14 patients received active PoNS or sham device + 14 weeks of intensive therapy. The active device group showed significant SOT improvement, significant fMRI changes in the left primary motor cortex, and increased activity in the dorsolateral prefrontal cortex (working memory). Results suggest that TLNS improves both motor function and cognitive abilities by stimulating neuroplasticity.

Gait Study (Tyler et al., 2014):

20 MS patients showed significant improvement in the Dynamic Gait Index over 14 weeks of TLNS + physical therapy.

Stroke

Pilot Study (Galea et al., 2017):

5 patients in the subacute stroke phase in a randomized controlled pilot study showed significant improvement on the Mini-Balance Evaluation in just 2 weeks of TLNS + targeted physical therapy. Health Canada subsequently authorized TLNS for gait deficits in stroke.

Patient Stories
About Realistic Expectations

We include these stories to give you an idea of real-world outcomes, not to make promises. Every patient is different. Clinical study data provides the most reliable picture: approximately two-thirds of TBI patients improved significantly, and children with CP showed consistent improvement across multiple cycles.

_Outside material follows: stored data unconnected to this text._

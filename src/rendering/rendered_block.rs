use std::fmt::Write as _;
use std::sync::Arc;

use chatpane_types::MessageId;
use image::DynamicImage;

use super::image_scaler::ImageScaler;

/// Display form of a single message, rebuilt on every render
#[derive(Debug, Clone)]
pub struct RenderedBlock {
    pub message_id: MessageId,
    /// `#<id> [HH:MM:SS] <sender>:`
    pub header: String,
    pub body: Option<TextBody>,
    pub attachment: Option<RenderedAttachment>,
}

/// Sanitized message text
#[derive(Debug, Clone, PartialEq, Eq)]
pub struct TextBody {
    /// HTML-escaped text with line breaks as `<br>`
    pub markup: String,
    /// Text wrapped at the configured column width
    pub lines: Vec<String>,
    /// Fixed display width of the body
    pub width_px: u32,
}

impl TextBody {
    /// Markup wrapped in a fixed-width html document
    pub fn to_html(&self) -> String {
        format!(
            "<html><body style='width: {}px'>{}</body></html>",
            self.width_px, self.markup
        )
    }
}

#[derive(Debug, Clone)]
pub enum RenderedAttachment {
    Thumbnail(Thumbnail),
    /// Placeholder shown when the image bytes could not be decoded
    Error(String),
}

/// A decoded image scaled into display bounds
#[derive(Debug, Clone)]
pub struct Thumbnail {
    pub image: Arc<DynamicImage>,
    pub width: u32,
    pub height: u32,
    pub source_width: u32,
    pub source_height: u32,
}

impl Thumbnail {
    pub fn from_image(image: &DynamicImage, scaler: &ImageScaler) -> Self {
        let scaled = scaler.scale(image);
        Self {
            width: scaled.width(),
            height: scaled.height(),
            source_width: image.width(),
            source_height: image.height(),
            image: Arc::new(scaled.into_owned()),
        }
    }

    pub fn was_scaled(&self) -> bool {
        (self.width, self.height) != (self.source_width, self.source_height)
    }

    /// Short textual description, e.g. `[image 300x200 (scaled from 1200x800)]`
    pub fn describe(&self) -> String {
        if self.was_scaled() {
            format!(
                "[image {}x{} (scaled from {}x{})]",
                self.width, self.height, self.source_width, self.source_height
            )
        } else {
            format!("[image {}x{}]", self.width, self.height)
        }
    }
}

impl RenderedBlock {
    /// Terminal representation: the header followed by indented body lines
    pub fn to_plain_text(&self) -> String {
        let mut out = self.header.clone();
        if let Some(body) = &self.body {
            for line in &body.lines {
                let _ = write!(out, "\n  {}", line);
            }
        }
        match &self.attachment {
            Some(RenderedAttachment::Thumbnail(thumbnail)) => {
                let _ = write!(out, "\n  {}", thumbnail.describe());
            }
            Some(RenderedAttachment::Error(placeholder)) => {
                let _ = write!(out, "\n  {}", placeholder);
            }
            None => {}
        }
        out
    }

    pub fn has_image_error(&self) -> bool {
        matches!(self.attachment, Some(RenderedAttachment::Error(_)))
    }
}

Not every patient will have impressive results. But the data shows that a significant majority of patients — including those who had stopped improving with other treatments — benefit from TLNS.

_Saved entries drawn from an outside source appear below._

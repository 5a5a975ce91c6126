use std::path::Path;
use std::sync::Arc;

use bytes::Bytes;
use chatpane_services::ConversationStore;
use chatpane_types::{ChatError, ConversationId, ImageBounds, Message};

use super::ConversationView;
use super::attachment::{AttachmentStaging, StagedAttachment};

/// Compose area of one participant: user name, text input and staged image
pub struct SenderPanel {
    title: String,
    user_name: String,
    input: String,
    staging: AttachmentStaging,
    selection: Option<ConversationId>,
    store: Arc<dyn ConversationStore>,
}

impl SenderPanel {
    pub fn new(
        title: impl Into<String>,
        user_name: impl Into<String>,
        store: Arc<dyn ConversationStore>,
        preview: ImageBounds,
    ) -> Self {
        Self {
            title: title.into(),
            user_name: user_name.into(),
            input: String::new(),
            staging: AttachmentStaging::new(preview),
            selection: None,
            store,
        }
    }

    pub fn title(&self) -> &str {
        &self.title
    }

    pub fn user_name(&self) -> &str {
        &self.user_name
    }

    pub fn set_user_name(&mut self, user_name: impl Into<String>) {
        self.user_name = user_name.into();
    }

    pub fn input(&self) -> &str {
        &self.input
    }

    pub fn set_input(&mut self, input: impl Into<String>) {
        self.input = input.into();
    }

    pub fn staging(&self) -> &AttachmentStaging {
        &self.staging
    }

    pub fn attach_bytes(
        &mut self,
        bytes: Bytes,
        label: impl Into<String>,
    ) -> Result<&StagedAttachment, ChatError> {
        self.staging.attach(bytes, label)
    }

    /// Read an image file and stage it
    pub fn attach_file(&mut self, path: &Path) -> Result<&StagedAttachment, ChatError> {
        let bytes = std::fs::read(path)?;
        let label = path
            .file_name()
            .map(|name| name.to_string_lossy().into_owned())
            .unwrap_or_else(|| path.display().to_string());
        self.staging.attach(Bytes::from(bytes), label)
    }

    pub fn clear_attachment(&mut self) {
        self.staging.clear();
    }

    /// Send the current input and staged image to the selected conversation.
    ///
    /// On success the input and the staging area are cleared. A rejected send
    /// leaves both untouched.
    pub fn send(&mut self) -> Result<Message, ChatError> {
        let conversation_id = self.selection.ok_or(ChatError::NoConversationSelected)?;

        let user_name = self.user_name.trim();
        if user_name.is_empty() {
            return Err(ChatError::MissingSenderName);
        }

        let text = self.input.trim();
        let image_data = self.staging.staged_bytes();
        if text.is_empty() && image_data.is_none() {
            log::warn!("[{}] Rejected empty message", self.title);
            return Err(ChatError::EmptySend);
        }

        let text = (!text.is_empty()).then(|| text.to_string());
        let message = self
            .store
            .send_message(conversation_id, user_name, text, image_data)?;

        log::info!(
            "[{}] {} sent message #{} to conversation {}",
            self.title,
            message.sender_name,
            message.id,
            conversation_id
        );
        self.input.clear();
        self.staging.clear();
        Ok(message)
    }
}

impl ConversationView for SenderPanel {
    fn set_conversation(&mut self, conversation_id: Option<ConversationId>) {
        self.selection = conversation_id;
    }

    fn conversation(&self) -> Option<ConversationId> {
        self.selection
    }
}

#[cfg(test)]
mod tests {
    use super::*;
    use chatpane_event_bus::EventHub;
    use chatpane_services::ChatService;
    use image::{DynamicImage, ImageFormat, RgbImage};
    use std::io::Cursor;

    fn png() -> Bytes {
        let mut bytes = Cursor::new(Vec::new());
        DynamicImage::ImageRgb8(RgbImage::new(8, 8))
            .write_to(&mut bytes, ImageFormat::Png)
            .unwrap();
        Bytes::from(bytes.into_inner())
    }

    fn panel() -> (SenderPanel, Arc<ChatService>, ConversationId) {
        let store = Arc::new(ChatService::new(EventHub::new()));
        let conversation = store.create_conversation("General Chat", vec!["Alice".into()]);
        let mut panel = SenderPanel::new("Left", "Alice", store.clone(), ImageBounds::preview());
        panel.set_conversation(Some(conversation.id));
        (panel, store, conversation.id)
    }

    #[test]
    fn test_send_clears_input_and_attachment() {
        let (mut panel, store, id) = panel();
        panel.set_input("  hello  ");
        panel.attach_bytes(png(), "dot.png").unwrap();

        let message = panel.send().unwrap();
        assert_eq!(message.text.as_deref(), Some("hello"));
        assert!(message.has_image());
        assert_eq!(panel.input(), "");
        assert!(!panel.staging().is_staged());
        assert_eq!(store.message_count(id), 1);
    }

    #[test]
    fn test_image_only_send() {
        let (mut panel, _store, _) = panel();
        panel.attach_bytes(png(), "dot.png").unwrap();

        let message = panel.send().unwrap();
        assert!(message.text.is_none());
        assert!(message.has_image());
    }

    #[test]
    fn test_empty_send_is_rejected_and_keeps_state() {
        let (mut panel, store, id) = panel();
        panel.set_input("   ");

        assert!(matches!(panel.send(), Err(ChatError::EmptySend)));
        assert_eq!(panel.input(), "   ");
        assert_eq!(store.message_count(id), 0);
    }

    #[test]
    fn test_send_without_selection() {
        let (mut panel, store, id) = panel();
        panel.set_conversation(None);
        panel.set_input("hello");
        panel.attach_bytes(png(), "dot.png").unwrap();

        assert!(matches!(panel.send(), Err(ChatError::NoConversationSelected)));
        assert_eq!(panel.input(), "hello");
        assert!(panel.staging().is_staged());
        assert_eq!(store.message_count(id), 0);
    }

    #[test]
    fn test_blank_user_name_is_rejected() {
        let (mut panel, _store, _) = panel();
        panel.set_user_name(" ");
        panel.set_input("hello");

        assert!(matches!(panel.send(), Err(ChatError::MissingSenderName)));
    }

    #[test]
    fn test_attach_missing_file() {
        let (mut panel, _store, _) = panel();
        let missing = std::env::temp_dir().join("chatpane-missing-attachment.png");

        assert!(matches!(panel.attach_file(&missing), Err(ChatError::Io(_))));
        assert!(!panel.staging().is_staged());
    }
}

Frequently Asked Questions

Is TLNS painful?

No. Most patients describe the sensation as a light tingling or prickling, similar to sparkling water on the tongue. The intensity is adjustable. In clinical studies involving over 500 patients, not a single serious adverse event was recorded.

How long does treatment last?

Each PoNS session lasts 20 minutes, performed 2–3 times per day alongside therapeutic exercises. For TBI, the full protocol includes 2 weeks of training at the clinic, then 12 weeks of therapy at home. For CP in children, treatment is conducted in 10-day cycles that can be repeated every 6–12 months.

Can children use TLNS?

Yes. TLNS has been studied in children as young as 2 years of age with cerebral palsy. The CP study included 134 children aged 2 to 17 years with positive results and no safety concerns.

What conditions can TLNS treat?

TLNS is approved/authorized for: gait deficits in MS (FDA, Health Canada, Australia), chronic balance deficit in TBI (Health Canada), gait deficits in stroke (Health Canada), and cerebral palsy (Russia).

Can TLNS replace physical therapy?

No. TLNS is designed as an adjunct to physical therapy — it enhances the effect of therapeutic exercises. The device is used during physical therapy sessions. Think of TLNS as an amplifier for your physical therapy, not a replacement.

Are there contraindications?

TLNS should not be used during pregnancy, with known sensitivity to nickel, gold, or copper (electrode materials), with active or suspected malignant tumors, with recent bleeding or open wounds in the oral cavity, or in the absence of normal sensation. Always consult your healthcare provider.